Imagine a work world where you are not hired because of what you know but rather on your capability to learn new things. This is the shift from knowledge worker to learning worker. Why currently your CV is focused on your experiences you gained rather than on your capabilities on for example quickly adapting and learning new skills? How relevant are the skills in your job today, you learned 10 years ago? The 4th industrial revolution requires us to rethink our skill sets. It is time to say goodbye to the knowledge worker and welcome to the learning worker!

Goodbye Knowledge Worker

Not long ago, most companies employed two different types of worker: knowledge and manual workers. Knowledge workers are placed in offices and manual workers in factories. Today, knowledge has become a commodity due to the access to internet and technology.

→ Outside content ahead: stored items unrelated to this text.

pub mod config;
pub mod logging;
pub mod util;
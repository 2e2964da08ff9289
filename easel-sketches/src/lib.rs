pub mod sketches;
use easel::prelude::*;

const SIZE: f64 = 24.0;

/// A square bouncing around a software canvas. Coordinates are logical;
/// the canvas maps them onto physical pixels.
pub struct Bounce {
    x: f64,
    y: f64,
    dx: f64,
    dy: f64,
    limit: Option<u64>,
    drawn: u64,
}

impl Bounce {
    pub fn new(limit: Option<u64>) -> Self {
        Self {
            x: 10.0,
            y: 30.0,
            dx: 3.0,
            dy: 2.0,
            limit,
            drawn: 0,
        }
    }

    pub fn drawn(&self) -> u64 {
        self.drawn
    }
}

impl RasterRenderer for Bounce {
    fn resized(&mut self, canvas: &mut PixelBuffer) {
        debug!(
            "bounce canvas is now {}x{} at scale {}",
            canvas.width(),
            canvas.height(),
            canvas.scale()
        );
    }

    fn draw(&mut self, canvas: &mut PixelBuffer) -> Result<(), String> {
        let width = canvas.width() as f64 / canvas.scale();
        let height = canvas.height() as f64 / canvas.scale();

        self.x += self.dx;
        self.y += self.dy;
        if self.x <= 0.0 || self.x + SIZE >= width {
            self.dx = -self.dx;
            self.x = self.x.clamp(0.0, (width - SIZE).max(0.0));
        }
        if self.y <= 0.0 || self.y + SIZE >= height {
            self.dy = -self.dy;
            self.y = self.y.clamp(0.0, (height - SIZE).max(0.0));
        }

        canvas.fill(Rgba::gray(24));
        let color = Rgba::new(240, 180, 40, 255);
        canvas.fill_rect(self.x, self.y, SIZE, SIZE, color);
        self.drawn += 1;
        Ok(())
    }

    fn exit_requested(&self) -> bool {
        self.limit.is_some_and(|limit| self.drawn >= limit)
    }
}

#[cfg(test)]
mod tests {
    use super::*;

    #[test]
    fn stays_inside_the_canvas() {
        let mut canvas = PixelBuffer::new(60, 40, 1.0);
        let mut bounce = Bounce::new(Some(200));

        for _ in 0..200 {
            bounce.draw(&mut canvas).unwrap();
            assert!(bounce.x >= 0.0 && bounce.x + SIZE <= 60.0);
            assert!(bounce.y >= 0.0 && bounce.y + SIZE <= 40.0);
        }
        assert!(bounce.exit_requested());
    }
}
pub mod bounce;
pub mod triangle;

Peter Drucker is considered to be among the first who explained the concept of Knowledge Worker in his book Landmarks of Tomorrow from 1959. He suggested that the most valuable asset of a 21-century institution will be knowledge and their productivity. Drucker was very right with his prediction in times before the internet or smartphones. However, only 18 years into the 21st century, the concept of the knowledge worker is obsolete. The era of the learning worker has started.

Welcome Learning Workers

The critical new skills is the ability to learn quickly and continuously. Those are the learning workers. They have the capacity of learning new things on the run, adapting new knowledge and insights to evolving situations and new opportunities. This makes workers more valuable to their organization because they adapt readily to a changing workplace and support creativity and innovation.

The World Economic Forum during its 2018 annual meeting in Davos, talked at length about the impact of artificial intelligence and robotics on the modern workplace and needed skill sets of workers. While there are reasons to be optimistic about the future of work, a key challenge remains that only few economies currently have robust reskilling mechanisms in place. Learning is mainly focused on child learning rather than looking at adult learning.

Transitioning from a knowledge worker to a learning worker can be difficult, especially because our working society has ingrained a certain process in us for so long. But new generations, like Generation Z, are entering the workforce now, with their unique skill sets and offerings. They are used to receiving a lot of information fast and are expecting this from their work environment as well.

Continuous learning, creativity and efficiency are key skills required from the future workforce. All of them define the learning workers. It is time to adopt the way we educate and think about work to the real requirements of the future work force.